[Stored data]
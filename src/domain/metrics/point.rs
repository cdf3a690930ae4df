//! Raw time-series samples

use chrono::{DateTime, Utc};
use nutype::nutype;
use serde::{Deserialize, Serialize};
use sha2::{Digest, Sha256};
use std::collections::BTreeMap;

use crate::domain::validation_constants::metric_name;

/// Name of a metric, e.g. `tokens` or `messages.length`
///
/// Lowercase ASCII, starting with a letter, limited to 128 characters.
#[nutype(
    validate(predicate = |name: &str| {
        name.chars().next().is_some_and(|c| c.is_ascii_lowercase())
            && name.len() <= metric_name::MAX_LENGTH
            && name.chars().all(metric_name::is_allowed_char)
    }),
    derive(
        Debug,
        Clone,
        PartialEq,
        Eq,
        PartialOrd,
        Ord,
        Hash,
        Serialize,
        Deserialize,
        AsRef,
        Display
    )
)]
pub struct MetricName(String);

/// Tag set attached to a point or bucket
///
/// Ordered so that equal tag sets always hash and fingerprint identically.
#[derive(Debug, Clone, Default, PartialEq, Eq, Hash, Serialize, Deserialize)]
pub struct Tags(BTreeMap<String, String>);

impl Tags {
    pub fn new() -> Self {
        Self::default()
    }

    pub fn with(mut self, key: impl Into<String>, value: impl Into<String>) -> Self {
        self.0.insert(key.into(), value.into());
        self
    }

    pub fn insert(&mut self, key: impl Into<String>, value: impl Into<String>) {
        self.0.insert(key.into(), value.into());
    }

    pub fn get(&self, key: &str) -> Option<&str> {
        self.0.get(key).map(String::as_str)
    }

    pub fn is_empty(&self) -> bool {
        self.0.is_empty()
    }

    pub fn len(&self) -> usize {
        self.0.len()
    }

    pub fn iter(&self) -> impl Iterator<Item = (&str, &str)> {
        self.0.iter().map(|(k, v)| (k.as_str(), v.as_str()))
    }

    /// True when every pair in `filter` is present in this tag set
    pub fn matches(&self, filter: &Tags) -> bool {
        filter
            .0
            .iter()
            .all(|(key, value)| self.0.get(key) == Some(value))
    }

    /// Stable hex fingerprint used in bucket keys
    ///
    /// Keys and values are length-prefixed, so no content can forge a
    /// boundary between pairs.
    pub fn fingerprint(&self) -> String {
        let mut hasher = Sha256::new();
        hasher.update((self.0.len() as u64).to_le_bytes());
        for (key, value) in &self.0 {
            for part in [key, value] {
                hasher.update((part.len() as u64).to_le_bytes());
                hasher.update(part.as_bytes());
            }
        }
        hex::encode(&hasher.finalize()[..16])
    }
}

impl FromIterator<(String, String)> for Tags {
    fn from_iter<T: IntoIterator<Item = (String, String)>>(iter: T) -> Self {
        Self(iter.into_iter().collect())
    }
}

/// An unaggregated timestamped sample
#[derive(Debug, Clone, PartialEq, Serialize, Deserialize)]
pub struct TimeSeriesPoint {
    pub metric: MetricName,
    pub timestamp: DateTime<Utc>,
    pub value: f64,
    #[serde(default, skip_serializing_if = "Tags::is_empty")]
    pub tags: Tags,
}

impl TimeSeriesPoint {
    pub fn new(metric: MetricName, timestamp: DateTime<Utc>, value: f64) -> Self {
        Self {
            metric,
            timestamp,
            value,
            tags: Tags::default(),
        }
    }

    pub fn with_tags(mut self, tags: Tags) -> Self {
        self.tags = tags;
        self
    }
}

/// A `(timestamp, value)` pair returned by queries
#[derive(Debug, Clone, Copy, PartialEq, Serialize, Deserialize)]
pub struct SeriesPoint {
    pub timestamp: DateTime<Utc>,
    pub value: f64,
}

impl SeriesPoint {
    pub fn new(timestamp: DateTime<Utc>, value: f64) -> Self {
        Self { timestamp, value }
    }
}
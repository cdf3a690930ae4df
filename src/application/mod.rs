//! Application wiring and lifecycle

pub mod app;
pub mod retention;

pub use app::Application;
pub use retention::RetentionTask;
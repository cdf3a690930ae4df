//! Bounded lock-free ingestion queue using crossbeam's ArrayQueue
//!
//! Unlike a ring buffer this queue never overwrites: when it is full the
//! producer gets its event back inside a [`QueueFullError`] and decides
//! whether to retry or drop. Consumers suspend on a [`Notify`] until events
//! arrive or their batch deadline passes.

use crossbeam::queue::ArrayQueue;
use serde::{Deserialize, Serialize};
use std::sync::atomic::{AtomicU64, Ordering};
use std::time::Duration;
use thiserror::Error;
use tokio::sync::Notify;
use tokio::time::{timeout_at, Instant};

use crate::domain::events::Event;

/// Returned when the queue has no free slot; carries the rejected event
#[derive(Debug, Error)]
#[error("Ingestion queue is full (capacity {capacity})")]
pub struct QueueFullError {
    pub capacity: usize,
    event: Box<Event>,
}

impl QueueFullError {
    /// Take the rejected event back so the producer can retry or drop it
    pub fn into_event(self) -> Event {
        *self.event
    }
}

/// Snapshot of queue counters
#[derive(Debug, Clone, Copy, PartialEq, Eq, Default, Serialize, Deserialize)]
pub struct QueueStats {
    pub enqueued: u64,
    pub dequeued: u64,
    pub rejected: u64,
    pub depth: usize,
}

pub struct IngestionQueue {
    queue: ArrayQueue<Event>,
    available: Notify,
    space: Notify,
    enqueued: AtomicU64,
    dequeued: AtomicU64,
    rejected: AtomicU64,
}

impl IngestionQueue {
    /// Create a queue holding at most `capacity` events (minimum 1)
    pub fn new(capacity: usize) -> Self {
        Self {
            queue: ArrayQueue::new(capacity.max(1)),
            available: Notify::new(),
            space: Notify::new(),
            enqueued: AtomicU64::new(0),
            dequeued: AtomicU64::new(0),
            rejected: AtomicU64::new(0),
        }
    }

    /// Non-blocking enqueue
    pub fn enqueue(&self, event: Event) -> Result<(), QueueFullError> {
        match self.queue.push(event) {
            Ok(()) => {
                self.enqueued.fetch_add(1, Ordering::Relaxed);
                self.available.notify_one();
                Ok(())
            }
            Err(event) => {
                self.rejected.fetch_add(1, Ordering::Relaxed);
                Err(QueueFullError {
                    capacity: self.queue.capacity(),
                    event: Box::new(event),
                })
            }
        }
    }

    /// Enqueue, waiting up to `wait` for a consumer to free a slot
    pub async fn enqueue_with_wait(&self, event: Event, wait: Duration) -> Result<(), QueueFullError> {
        let deadline = Instant::now() + wait;
        let mut event = event;
        loop {
            let space = self.space.notified();
            tokio::pin!(space);
            space.as_mut().enable();

            match self.queue.push(event) {
                Ok(()) => {
                    self.enqueued.fetch_add(1, Ordering::Relaxed);
                    self.available.notify_one();
                    return Ok(());
                }
                Err(back) => event = back,
            }

            if timeout_at(deadline, space).await.is_err() {
                return self.enqueue(event);
            }
        }
    }

    /// Return up to `max_size` events, waiting at most `max_wait` to fill the batch
    ///
    /// The returned batch may be partial or empty. Events already popped are
    /// never lost to the deadline: the wait only happens between pops.
    pub async fn dequeue_batch(&self, max_size: usize, max_wait: Duration) -> Vec<Event> {
        let mut batch = Vec::with_capacity(max_size.min(self.queue.capacity()));
        if max_size == 0 {
            return batch;
        }

        let deadline = Instant::now() + max_wait;
        loop {
            let available = self.available.notified();
            tokio::pin!(available);
            available.as_mut().enable();

            self.drain_into(&mut batch, max_size);
            if batch.len() >= max_size {
                break;
            }

            if timeout_at(deadline, available).await.is_err() {
                self.drain_into(&mut batch, max_size);
                break;
            }
        }
        batch
    }

    /// Pop whatever is immediately available, up to `max_size`
    pub fn try_dequeue_batch(&self, max_size: usize) -> Vec<Event> {
        let mut batch = Vec::with_capacity(max_size.min(self.queue.len()));
        self.drain_into(&mut batch, max_size);
        batch
    }

    fn drain_into(&self, batch: &mut Vec<Event>, max_size: usize) {
        let before = batch.len();
        while batch.len() < max_size {
            match self.queue.pop() {
                Some(event) => batch.push(event),
                None => break,
            }
        }
        let popped = batch.len() - before;
        if popped > 0 {
            self.dequeued.fetch_add(popped as u64, Ordering::Relaxed);
            self.space.notify_waiters();
            if !self.queue.is_empty() {
                // hand the remainder to another waiting worker
                self.available.notify_one();
            }
        }
    }

    pub fn len(&self) -> usize {
        self.queue.len()
    }

    pub fn is_empty(&self) -> bool {
        self.queue.is_empty()
    }

    pub fn capacity(&self) -> usize {
        self.queue.capacity()
    }

    pub fn stats(&self) -> QueueStats {
        QueueStats {
            enqueued: self.enqueued.load(Ordering::Relaxed),
            dequeued: self.dequeued.load(Ordering::Relaxed),
            rejected: self.rejected.load(Ordering::Relaxed),
            depth: self.queue.len(),
        }
    }
}

impl std::fmt::Debug for IngestionQueue {
    fn fmt(&self, f: &mut std::fmt::Formatter<'_>) -> std::fmt::Result {
        f.debug_struct("IngestionQueue")
            .field("capacity", &self.queue.capacity())
            .field("stats", &self.stats())
            .finish()
    }
}
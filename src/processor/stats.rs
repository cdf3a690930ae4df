//! Processor counters and health signal

use serde::{Deserialize, Serialize};
use std::fmt;
use std::sync::atomic::{AtomicU64, Ordering};

use crate::processor::validate::RejectionReason;

/// Health reported to the host process
///
/// `Failed` is the fatal signal: the host is expected to restart.
#[derive(Debug, Clone, Copy, PartialEq, Eq, Hash, Serialize, Deserialize)]
#[serde(rename_all = "lowercase")]
pub enum HealthStatus {
    Healthy,
    /// Batches are being dead-lettered but the sink is working
    Degraded,
    Failed,
}

impl fmt::Display for HealthStatus {
    fn fmt(&self, f: &mut fmt::Formatter<'_>) -> fmt::Result {
        f.write_str(match self {
            Self::Healthy => "healthy",
            Self::Degraded => "degraded",
            Self::Failed => "failed",
        })
    }
}

#[derive(Debug, Clone, Copy, PartialEq, Eq, Default, Serialize, Deserialize)]
pub struct ProcessorStats {
    pub accepted: u64,
    pub rejected_missing_field: u64,
    pub rejected_future_timestamp: u64,
    pub rejected_duplicate: u64,
    pub batches_processed: u64,
    pub points_written: u64,
    pub retries: u64,
    pub dead_lettered_batches: u64,
    pub replayed_batches: u64,
}

impl ProcessorStats {
    pub fn rejected(&self) -> u64 {
        self.rejected_missing_field + self.rejected_future_timestamp + self.rejected_duplicate
    }
}

#[derive(Debug, Default)]
pub(crate) struct ProcessorCounters {
    accepted: AtomicU64,
    rejected_missing_field: AtomicU64,
    rejected_future_timestamp: AtomicU64,
    rejected_duplicate: AtomicU64,
    batches_processed: AtomicU64,
    points_written: AtomicU64,
    retries: AtomicU64,
    dead_lettered_batches: AtomicU64,
    replayed_batches: AtomicU64,
}

impl ProcessorCounters {
    pub(crate) fn record_rejection(&self, reason: RejectionReason) {
        let counter = match reason {
            RejectionReason::MissingField => &self.rejected_missing_field,
            RejectionReason::FutureTimestamp => &self.rejected_future_timestamp,
            RejectionReason::Duplicate => &self.rejected_duplicate,
        };
        counter.fetch_add(1, Ordering::Relaxed);
    }

    pub(crate) fn record_accepted(&self, count: usize) {
        self.accepted.fetch_add(count as u64, Ordering::Relaxed);
    }

    pub(crate) fn record_committed(&self, points: usize) {
        self.batches_processed.fetch_add(1, Ordering::Relaxed);
        self.points_written
            .fetch_add(points as u64, Ordering::Relaxed);
    }

    pub(crate) fn record_retry(&self) {
        self.retries.fetch_add(1, Ordering::Relaxed);
    }

    pub(crate) fn record_dead_letter(&self) {
        self.dead_lettered_batches.fetch_add(1, Ordering::Relaxed);
    }

    pub(crate) fn record_replay(&self, points: usize) {
        self.replayed_batches.fetch_add(1, Ordering::Relaxed);
        self.points_written
            .fetch_add(points as u64, Ordering::Relaxed);
    }

    pub(crate) fn snapshot(&self) -> ProcessorStats {
        ProcessorStats {
            accepted: self.accepted.load(Ordering::Relaxed),
            rejected_missing_field: self.rejected_missing_field.load(Ordering::Relaxed),
            rejected_future_timestamp: self.rejected_future_timestamp.load(Ordering::Relaxed),
            rejected_duplicate: self.rejected_duplicate.load(Ordering::Relaxed),
            batches_processed: self.batches_processed.load(Ordering::Relaxed),
            points_written: self.points_written.load(Ordering::Relaxed),
            retries: self.retries.load(Ordering::Relaxed),
            dead_lettered_batches: self.dead_lettered_batches.load(Ordering::Relaxed),
            replayed_batches: self.replayed_batches.load(Ordering::Relaxed),
        }
    }
}
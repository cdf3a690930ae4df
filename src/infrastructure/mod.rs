//! Cross-cutting infrastructure: log messages and tracing setup

pub mod log_messages;
pub mod telemetry;

pub use telemetry::init_tracing;
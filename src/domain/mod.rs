//! Domain types for the chat analytics pipeline
//!
//! Events as they arrive from the host application, their enriched form,
//! and the time-series types the store aggregates them into.

pub mod enrichment;
pub mod events;
pub mod metrics;
pub mod validation_constants;

pub use enrichment::{
    CostModel, DerivedFields, EngagementModel, EnrichedEvent, Enricher, RateTable, TokenRate,
    WeightedEngagement,
};
pub use events::*;
pub use metrics::*;
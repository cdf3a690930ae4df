//! Per-subscription delta buffer
//!
//! Each subscription moves through `Idle -> Buffering -> Flushing -> Idle`.
//! The buffer is capped: when a slow consumer lets it fill up, the oldest
//! deltas are dropped instead of blocking the publisher.

use std::collections::VecDeque;
use std::time::Duration;
use tokio::time::Instant;

use crate::publisher::delta::Delta;

#[derive(Debug, Clone, Copy, PartialEq, Eq)]
pub enum BufferState {
    Idle,
    Buffering { since: Instant },
    Flushing,
}

#[derive(Debug)]
pub struct DeltaBuffer {
    state: BufferState,
    pending: VecDeque<Delta>,
    max_buffer: usize,
}

impl DeltaBuffer {
    pub fn new(max_buffer: usize) -> Self {
        Self {
            state: BufferState::Idle,
            pending: VecDeque::new(),
            max_buffer: max_buffer.max(1),
        }
    }

    pub fn state(&self) -> BufferState {
        self.state
    }

    pub fn len(&self) -> usize {
        self.pending.len()
    }

    pub fn is_empty(&self) -> bool {
        self.pending.is_empty()
    }

    /// Append a delta; returns how many old deltas were dropped to make room
    pub fn push(&mut self, delta: Delta, now: Instant) -> usize {
        if self.state == BufferState::Idle {
            self.state = BufferState::Buffering { since: now };
        }
        self.pending.push_back(delta);
        self.enforce_cap()
    }

    /// Due when the threshold is reached or the oldest buffered delta has
    /// waited a full interval
    pub fn is_due(&self, now: Instant, threshold: usize, interval: Duration) -> bool {
        match self.state {
            BufferState::Buffering { since } => {
                self.pending.len() >= threshold || now.saturating_duration_since(since) >= interval
            }
            BufferState::Idle | BufferState::Flushing => false,
        }
    }

    /// Take every buffered delta, in timestamp order
    pub fn begin_flush(&mut self) -> Vec<Delta> {
        self.state = BufferState::Flushing;
        let mut updates: Vec<Delta> = self.pending.drain(..).collect();
        updates.sort_by_key(|delta| delta.timestamp);
        updates
    }

    /// Complete a flush; `undelivered` deltas go back to the front of the buffer
    ///
    /// Returns how many deltas were dropped to respect the cap.
    pub fn finish_flush(&mut self, undelivered: Vec<Delta>, now: Instant) -> usize {
        for delta in undelivered.into_iter().rev() {
            self.pending.push_front(delta);
        }
        let dropped = self.enforce_cap();
        self.state = if self.pending.is_empty() {
            BufferState::Idle
        } else {
            BufferState::Buffering { since: now }
        };
        dropped
    }

    fn enforce_cap(&mut self) -> usize {
        let excess = self.pending.len().saturating_sub(self.max_buffer);
        self.pending.drain(..excess);
        excess
    }
}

● **Required work**
Write out word for word only the lines from the start of the entries down to the line with "use crate::domain::validation_constants::metric_name;", please, including both ends.

● **Result of the exercise**
filename src/domain/metrics/point.rs
repository cdf3a690930ae4df
//! Raw time-series samples

use chrono::{DateTime, Utc};
use nutype::nutype;
use serde::{Deserialize, Serialize};
use sha2::{Digest, Sha256};
use std::collections::BTreeMap;

use crate::domain::validation_constants::metric_name;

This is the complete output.